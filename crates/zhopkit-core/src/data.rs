//! Machine position types

use serde::{Deserialize, Serialize};
use std::fmt;

/// Machine position in millimetres
#[derive(Debug, Clone, Copy, PartialEq, Serialize, Deserialize, Default)]
pub struct Position {
    /// X-axis position
    pub x: f64,
    /// Y-axis position
    pub y: f64,
    /// Z-axis position
    pub z: f64,
}

impl Position {
    /// Create a new position with X, Y, Z coordinates
    pub fn new(x: f64, y: f64, z: f64) -> Self {
        Self { x, y, z }
    }

    /// Same XY with another Z
    pub fn with_z(self, z: f64) -> Self {
        Self { z, ..self }
    }

    /// Distance to another position in the XY plane
    pub fn planar_distance_to(&self, other: &Position) -> f64 {
        (other.x - self.x).hypot(other.y - self.y)
    }

    /// Calculate distance to another position (XYZ)
    pub fn distance_to(&self, other: &Position) -> f64 {
        let dz = other.z - self.z;
        (self.planar_distance_to(other).powi(2) + dz * dz).sqrt()
    }

    /// Linear interpolation towards `other`, `t` in `[0, 1]`
    pub fn lerp(&self, other: &Position, t: f64) -> Position {
        Position {
            x: self.x + (other.x - self.x) * t,
            y: self.y + (other.y - self.y) * t,
            z: self.z + (other.z - self.z) * t,
        }
    }

    /// Whether every coordinate is finite
    pub fn is_finite(&self) -> bool {
        self.x.is_finite() && self.y.is_finite() && self.z.is_finite()
    }
}

impl fmt::Display for Position {
    fn fmt(&self, f: &mut fmt::Formatter<'_>) -> fmt::Result {
        write!(f, "({:.3}, {:.3}, {:.3})", self.x, self.y, self.z)
    }
}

◇ ◇ ◇

Please give an exact copy of the lines above, beginning with the line containing "z: self.z +" and running through the line containing "fn fmt(&self, f: &mut", and of no other lines.

* _RESPONSE AREA_:
            z: self.z + (other.z - self.z) * t,
        }
    }

    /// Whether every coordinate is finite
    pub fn is_finite(&self) -> bool {
        self.x.is_finite() && self.y.is_finite() && self.z.is_finite()
    }
}

impl fmt::Display for Position {
    fn fmt(&self, f: &mut fmt::Formatter<'_>) -> fmt::Result {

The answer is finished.